- 1.1.0
Examples of use of SWI-Prolog pack modeling described in
F. Fages. A Constraint-based Mathematical Modeling Library in Prolog with Answer Constraint Semantics.
17th International Symposium on Functional and Logic Programming, FLOPS 2024.
May 15, 2024 - May 17, 2024, Kumamoto, Japan. LNCS, Springer-Verlag.
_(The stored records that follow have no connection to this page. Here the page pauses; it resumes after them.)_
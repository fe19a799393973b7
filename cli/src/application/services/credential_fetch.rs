//! Application service: admin kubeconfig retrieval use-case.
//!
//! Imports only from `crate::domain` and `crate::application`.
//! All I/O is routed through injected port traits.

use std::path::Path;

use nodeboot_common::{Annotations, ProviderSpec};

use crate::application::cancel::CancelToken;
use crate::application::ports::{CommandRunner, Environment, ProviderSpecParser};
use crate::domain::{
    CredentialPayload, Extraction, FetchError, FetcherConfig, MARKER, OutputPolicy,
    RemoteCommand, RemoteLoginIdentity, extract, resolve_address,
};

/// Resolves a node's address and pulls its admin kubeconfig over ssh.
///
/// Holds no mutable state, so one instance can serve fetches for several
/// nodes concurrently.
pub struct CredentialFetcher<R, E, P> {
    runner: R,
    env: E,
    parser: P,
    config: FetcherConfig,
}

impl<R, E, P> CredentialFetcher<R, E, P>
where
    R: CommandRunner,
    E: Environment,
    P: ProviderSpecParser,
{
    pub fn new(runner: R, env: E, parser: P, config: FetcherConfig) -> Self {
        Self {
            runner,
            env,
            parser,
            config,
        }
    }

    #[must_use]
    pub fn config(&self) -> &FetcherConfig {
        &self.config
    }

    /// Returns the reachable address recorded on the machine.
    ///
    /// # Errors
    ///
    /// Returns [`FetchError::NotFound`] if the address annotation is absent.
    pub fn resolve_address(&self, annotations: Option<&Annotations>) -> Result<String, FetchError> {
        resolve_address(annotations)
    }

    /// Assembles the login identity: address, then key directory, then user.
    ///
    /// # Errors
    ///
    /// Returns the first failing step's error unchanged.
    pub fn login_identity(
        &self,
        annotations: Option<&Annotations>,
        spec: &ProviderSpec,
    ) -> Result<RemoteLoginIdentity, FetchError> {
        let address = resolve_address(annotations)?;

        let var = &self.config.base_dir_var;
        let base_dir = self
            .env
            .var(var)
            .filter(|v| !v.is_empty())
            .ok_or_else(|| {
                FetchError::Config(format!(
                    "unable to use {var} environment variable to find SSH key"
                ))
            })?;

        let username = self.parser.username_for(spec).map_err(FetchError::Parse)?;

        let identity = RemoteLoginIdentity {
            username,
            address,
            key_file: Path::new(&base_dir).join(&self.config.key_subpath),
        };
        identity.validate()?;
        Ok(identity)
    }

    /// Fetches the admin kubeconfig from the node described by
    /// `annotations` and `spec`.
    ///
    /// Exactly one ssh process is started, and only after every local check
    /// has passed. It is killed when the configured timeout elapses or
    /// `cancel` fires.
    ///
    /// # Errors
    ///
    /// Local problems surface as `NotFound`, `Config`, `Parse` or
    /// `InvalidIdentity`; channel problems as `RemoteExec`, `TimedOut` or
    /// `Cancelled`; an unrecognisable reply as `AmbiguousOutput` unless the
    /// output policy is `Compatible`.
    pub async fn fetch_credential(
        &self,
        annotations: Option<&Annotations>,
        spec: &ProviderSpec,
        cancel: &CancelToken,
    ) -> Result<CredentialPayload, FetchError> {
        let identity = self.login_identity(annotations, spec)?;
        self.config.validate()?;
        if cancel.is_cancelled() {
            return Err(FetchError::Cancelled);
        }

        let args = identity.ssh_args(
            &self.config.ssh_options(),
            &RemoteCommand::fetch_admin_conf(),
        );
        let argv: Vec<&str> = args.iter().map(String::as_str).collect();
        let program = self.config.ssh_program.as_str();

        tracing::info!(
            destination = %identity.destination(),
            key_file = %identity.key_file.display(),
            timeout_secs = self.config.exec_timeout_secs,
            "fetching admin kubeconfig",
        );

        let output = self
            .runner
            .run_cancellable(program, &argv, self.config.exec_timeout(), cancel)
            .await?;

        if !output.status.success() {
            let code = output
                .status
                .code()
                .map_or_else(|| "signal".to_string(), |c| c.to_string());
            let stderr = String::from_utf8_lossy(&output.stderr);
            return Err(FetchError::RemoteExec(format!(
                "{program} exited with status {code}: {}",
                stderr.trim()
            )));
        }

        let stdout = String::from_utf8(output.stdout).map_err(|e| {
            FetchError::RemoteExec(format!(
                "{program} wrote invalid UTF-8 to stdout at byte {}",
                e.utf8_error().valid_up_to()
            ))
        })?;
        match extract(&stdout, MARKER) {
            Extraction::Payload(payload) => {
                tracing::info!(bytes = payload.len(), "admin kubeconfig retrieved");
                Ok(CredentialPayload::Found(payload))
            }
            Extraction::Ambiguous { occurrences } => match self.config.output_policy {
                OutputPolicy::Strict => Err(FetchError::AmbiguousOutput { occurrences }),
                OutputPolicy::Compatible => {
                    tracing::warn!(
                        occurrences,
                        "marker not found exactly once, returning empty credential",
                    );
                    Ok(CredentialPayload::Empty)
                }
            },
        }
    }
}
//! JSON output helpers.

use anyhow::{Context, Result};
use serde::Serialize;

use crate::domain::FetchError;

/// Format a JSON error object.
///
/// Output (pretty-printed):
/// ```json
/// {
///   "error": true,
///   "message": "...",
///   "code": "..."
/// }
/// ```
///
/// # Errors
///
/// Returns an error if JSON serialization fails.
pub fn format_error(message: &str, code: &str) -> Result<String> {
    let obj = serde_json::json!({
        "error": true,
        "message": message,
        "code": code,
    });
    serde_json::to_string_pretty(&obj).context("JSON serialization failed")
}

/// Error code for an arbitrary command failure.
#[must_use]
pub fn error_code(err: &anyhow::Error) -> &'static str {
    err.downcast_ref::<FetchError>()
        .map_or("error", FetchError::code)
}

/// Pretty-print any serializable value.
///
/// # Errors
///
/// Returns an error if JSON serialization fails.
pub fn to_pretty<T: Serialize>(value: &T) -> Result<String> {
    serde_json::to_string_pretty(value).context("JSON serialization failed")
}
//! Writing a retrieved kubeconfig to disk.

use std::io::Write;
use std::path::Path;

use anyhow::{Context, Result};

/// Atomically writes `contents` to `path`, readable only by the owner on Unix.
///
/// The data goes to a temp file in the same directory which is then renamed
/// over `path`, so readers never see a partial file.
///
/// # Errors
///
/// Returns an error if the temp file cannot be created, written, or persisted.
pub fn write_credential(path: &Path, contents: &str) -> Result<()> {
    let dir = match path.parent() {
        Some(p) if !p.as_os_str().is_empty() => p,
        _ => Path::new("."),
    };
    std::fs::create_dir_all(dir).with_context(|| format!("create dir {}", dir.display()))?;

    let mut tmp = tempfile::NamedTempFile::new_in(dir)
        .with_context(|| format!("create temp file in {}", dir.display()))?;
    set_owner_only(tmp.path())?;
    tmp.write_all(contents.as_bytes())
        .with_context(|| format!("write {}", tmp.path().display()))?;
    if !contents.ends_with('\n') {
        tmp.write_all(b"\n")
            .with_context(|| format!("write {}", tmp.path().display()))?;
    }
    tmp.persist(path)
        .with_context(|| format!("persist {}", path.display()))?;
    Ok(())
}

#[cfg(unix)]
fn set_owner_only(path: &Path) -> Result<()> {
    use std::os::unix::fs::PermissionsExt;
    std::fs::set_permissions(path, std::fs::Permissions::from_mode(0o600))
        .with_context(|| format!("set permissions on {}", path.display()))
}

#[cfg(not(unix))]
fn set_owner_only(_path: &Path) -> Result<()> {
    Ok(())
}
//! Domain layer: pure business logic, types, and validation.
//!
//! This module has zero imports from `crate::infra`, `crate::commands`,
//! `crate::application`, `tokio`, `std::fs`, or `std::process`.
//! All functions are synchronous and take data in, returning data out.

pub mod address;
pub mod config;
pub mod credential;
pub mod error;
pub mod extract;
pub mod identity;

pub use address::{resolve_address, resolve_resource_id};
pub use config::{FetcherConfig, OutputPolicy};
pub use credential::CredentialPayload;
pub use error::{FetchError, RunError};
pub use extract::{ADMIN_CONF_PATH, Extraction, MARKER, extract};
pub use identity::{RemoteCommand, RemoteLoginIdentity, SshOptions, shell_quote};
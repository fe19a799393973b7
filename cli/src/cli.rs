//! CLI argument parsing with clap derive

use std::path::PathBuf;

use anyhow::Result;
use clap::{ArgAction, Parser, Subcommand};

use crate::app::{AppContext, AppFlags};
use crate::commands;

/// Fetch the admin kubeconfig from a freshly provisioned cluster node
#[derive(Parser)]
#[command(
    name = "nodeboot",
    version,
    propagate_version = true,
    subcommand_required = true,
    arg_required_else_help = true
)]
pub struct Cli {
    /// Output in JSON format
    #[arg(long, global = true)]
    pub json: bool,

    /// Suppress non-error output
    #[arg(short, long, global = true)]
    pub quiet: bool,

    /// Disable colored output
    #[arg(
        long,
        global = true,
        env = "NO_COLOR",
        value_parser = clap::builder::FalseyValueParser::new()
    )]
    pub no_color: bool,

    /// Increase log verbosity (-v info, -vv debug, -vvv trace)
    #[arg(short, long, global = true, action = ArgAction::Count)]
    pub verbose: u8,

    /// Config file (default: ~/.nodeboot/config.yaml)
    #[arg(long, global = true, env = "NODEBOOT_CONFIG")]
    pub config: Option<PathBuf>,

    #[command(subcommand)]
    pub command: Command,
}

#[derive(Subcommand)]
pub enum Command {
    /// Print the reachable address of a machine
    Address(commands::address::AddressArgs),

    /// Fetch the admin kubeconfig from a machine over ssh
    Kubeconfig(commands::kubeconfig::KubeconfigArgs),

    /// Show version
    Version,
}

impl Cli {
    /// Execute the CLI command.
    ///
    /// # Errors
    ///
    /// Returns an error if the config cannot be loaded or the command fails.
    pub async fn run(self) -> Result<()> {
        crate::logging::init(self.verbose);
        let app = AppContext::new(&AppFlags {
            no_color: self.no_color,
            quiet: self.quiet,
            json: self.json,
            config_path: self.config.as_deref(),
        })?;
        match &self.command {
            Command::Address(args) => commands::address::run(&app, args),
            Command::Kubeconfig(args) => commands::kubeconfig::run(&app, args).await,
            Command::Version => {
                commands::version::run(&app);
                Ok(())
            }
        }
    }
}
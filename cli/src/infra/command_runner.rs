//! Infrastructure implementation of the `CommandRunner` port.
//!
//! `TokioCommandRunner` is the production implementation that uses tokio
//! for async process execution with guaranteed timeout and kill on all platforms.

use std::process::{Output, Stdio};
use std::time::Duration;

use tokio::io::{AsyncRead, AsyncReadExt};

use crate::application::cancel::CancelToken;
use crate::application::ports::CommandRunner;
use crate::domain::RunError;

/// Default timeout for commands run without an explicit override.
pub const DEFAULT_CMD_TIMEOUT: Duration = Duration::from_secs(30);

/// Production `CommandRunner` that uses tokio for async process execution
/// with guaranteed timeout and kill on all platforms.
///
/// On Windows, `tokio::time::timeout` around `.output().await` does NOT kill
/// the child process when the timeout fires: the future is dropped but the
/// OS process keeps running. This implementation uses `tokio::select!` with
/// explicit `child.kill()` to guarantee the process is terminated.
pub struct TokioCommandRunner {
    timeout: Duration,
}

impl TokioCommandRunner {
    #[must_use]
    pub fn new(timeout: Duration) -> Self {
        Self { timeout }
    }
}

impl Default for TokioCommandRunner {
    fn default() -> Self {
        Self::new(DEFAULT_CMD_TIMEOUT)
    }
}

impl CommandRunner for TokioCommandRunner {
    async fn run(&self, program: &str, args: &[&str]) -> Result<Output, RunError> {
        self.run_with_timeout(program, args, self.timeout).await
    }

    async fn run_cancellable(
        &self,
        program: &str,
        args: &[&str],
        timeout: Duration,
        cancel: &CancelToken,
    ) -> Result<Output, RunError> {
        tracing::debug!(program, ?args, timeout_secs = timeout.as_secs(), "spawning");

        // stdin is closed so nothing on the far side can wait for input.
        let mut child = tokio::process::Command::new(program)
            .args(args)
            .stdin(Stdio::null())
            .stdout(Stdio::piped())
            .stderr(Stdio::piped())
            .kill_on_drop(true)
            .spawn()
            .map_err(|source| RunError::Spawn {
                program: program.to_string(),
                source,
            })?;

        let mut stdout_handle = child.stdout.take();
        let mut stderr_handle = child.stderr.take();

        // Read stdout/stderr CONCURRENTLY with wait() to avoid pipe deadlock.
        // If the child writes more than the OS pipe buffer, it blocks on
        // write and wait() never resolves.
        tokio::select! {
            result = async {
                let (status, stdout, stderr) = tokio::join!(
                    child.wait(),
                    read_all(stdout_handle.as_mut()),
                    read_all(stderr_handle.as_mut()),
                );
                let status = status.map_err(|source| RunError::Wait {
                    program: program.to_string(),
                    source,
                })?;
                // A short read must not pass for complete output.
                let stdout = stdout.map_err(|source| RunError::Read {
                    program: program.to_string(),
                    stream: "stdout",
                    source,
                })?;
                let stderr = stderr.map_err(|source| RunError::Read {
                    program: program.to_string(),
                    stream: "stderr",
                    source,
                })?;
                tracing::debug!(program, code = ?status.code(), "process exited");
                Ok(Output { status, stdout, stderr })
            } => result,
            () = tokio::time::sleep(timeout) => {
                let _ = child.kill().await;
                tracing::warn!(program, timeout_secs = timeout.as_secs(), "process timed out, killed");
                Err(RunError::TimedOut { program: program.to_string(), timeout })
            }
            () = cancel.cancelled() => {
                let _ = child.kill().await;
                tracing::warn!(program, "process cancelled, killed");
                Err(RunError::Cancelled { program: program.to_string() })
            }
        }
    }
}

async fn read_all<R: AsyncRead + Unpin>(handle: Option<&mut R>) -> std::io::Result<Vec<u8>> {
    let mut buf = Vec::new();
    if let Some(h) = handle {
        h.read_to_end(&mut buf).await?;
    }
    Ok(buf)
}
//! OpenStack machine spec decoding.

use serde::{Deserialize, Serialize};
use thiserror::Error;

use crate::types::ProviderSpec;

/// Errors produced while decoding a provider spec.
#[derive(Debug, Error)]
pub enum ProviderSpecError {
    #[error("provider spec has no value")]
    Missing,

    #[error("cannot decode OpenStack provider spec: {0}")]
    Decode(#[from] serde_json::Error),
}

/// The subset of the OpenStack provider spec that nodeboot understands.
///
/// Unknown fields are ignored so newer manifests still decode.
#[derive(Debug, Clone, Default, Serialize, Deserialize, PartialEq, Eq)]
#[serde(rename_all = "camelCase", default)]
pub struct OpenstackMachineSpec {
    /// Login user for SSH access to the machine.
    pub ssh_user_name: String,
    pub flavor: String,
    pub image: String,
    pub key_name: String,
    pub availability_zone: String,
    pub cloud_name: String,
}

/// Decodes the OpenStack machine spec carried in `spec`.
pub fn machine_spec_from_provider_spec(
    spec: &ProviderSpec,
) -> Result<OpenstackMachineSpec, ProviderSpecError> {
    let value = spec.value.as_ref().ok_or(ProviderSpecError::Missing)?;
    Ok(OpenstackMachineSpec::deserialize(value)?)
}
?- queens(8,Queens), show(Queens).
Q . . . . . . .
. . . . . . Q .
. . . . Q . . .
. . . . . . . Q
. Q . . . . . .
. . . Q . . . .
. . . . . Q . .
. . Q . . . . .
Queens = array(1, 5, 8, 6, 3, 7, 2, 4) .
?- fourier(3, X, Y, 1).
X = Y, Y = 6.666666666666667.
?- fourier(3.1, X, Y, 1).
false.
?- fourier(2, X, Y, 1).
{Y=20.0-10.0*_A-10.0*_B, X=10.0*_B, _=2.0-_A-_B, _A+_B>=1.0, _B=<1.0, _A=<1.0}.
?- fourier(0, X, Y, 1).
true.
?- fourier(2, X, Y, 1), minimize(X).
X = 0.0,
Y = 10.0.
?- fourier(2, X, Y, 1), maximize(X).
X = 10.0,
{Y=10.0-10.0*_A, _=1.0-_A, _A=<1.0, _A>=0.0}.
?- fourier(2, X, Y, 1), maximize(Y).
Y = 10.0,
{X=10.0*_A, _A>=0.0, _A=<1.0, _=1.0-_A}.
?- fourier(2, X, Y, 1), minimize(Y).
X = 10.0,
Y = 0.0.